The Farm Carbon Calculator was developed by producers, one of whom is a market gardener, and this reflected in its relevance to growers. It strikes a balance between being reasonably accurate on one hand and not being too onerous on the other. It is designed to provide enough information to enable growers to identify the actions needed to decrease emissions and increase sequestration. It has a strong focus on agroecological and organic farming systems, reflected by a wider range of options for fertility building crops and green manures compared to most other systems. It also enables a much more detailed assessment of the sequestration potential of the farm compared to most to other calculators.


The scope of the Calculator is scopes 1, 2 and 3 and therefore covers direct and indirect emissions. The Farm Carbon Calculator is PAS 2050 compliant.

Gathering and entering data

Gathering the farm data to input into the system is the most time-consuming stage, but once it has been completed for the first time, it will be easier for subsequent calculations.
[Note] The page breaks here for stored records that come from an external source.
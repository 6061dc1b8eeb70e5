//! This is the vector math module
//! Provide distances between binary ingredient-presence vectors

use crate::error::{RecommendError, Result};

/// Squared Euclidean distance
/// dist² = sum((a[i] - b[i])^2) for i = 0..a.len()
/// For 0/1 vectors this is the number of differing columns, so it stays an exact integer
/// Can only process vectors with same dimensions
pub fn squared_distance(left: &[u8], right: &[u8]) -> Result<u32> {
    if left.len() != right.len() {
        return Err(RecommendError::DimensionMismatch {
            expected: left.len(),
            actual: right.len(),
        });
    }

    Ok(squared_distance_unchecked(left, right))
}

/// Same as [`squared_distance`] for callers that already checked the widths.
pub(crate) fn squared_distance_unchecked(left: &[u8], right: &[u8]) -> u32 {
    debug_assert_eq!(left.len(), right.len());
    left.iter()
        .zip(right.iter())
        .map(|(&x, &y)| {
            let diff = x.abs_diff(y) as u32;
            diff * diff
        })
        .sum()
}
A spreadsheet to assist you is available here.

Data entry is simple, clear and intuitive, and takes approximately 30 mins.


The system automatically generates reports and presents them as tables of graphs at several different levels including:

  • Net carbon emissions for the whole farm
  • The contribution of each category makes to carbon emission/ sequestration in absolute terms and relative to one another
  • The contribution of different components within each category (for ‘fuels’ are broken down into ‘red diesel’, ‘propane’ and ‘gas’).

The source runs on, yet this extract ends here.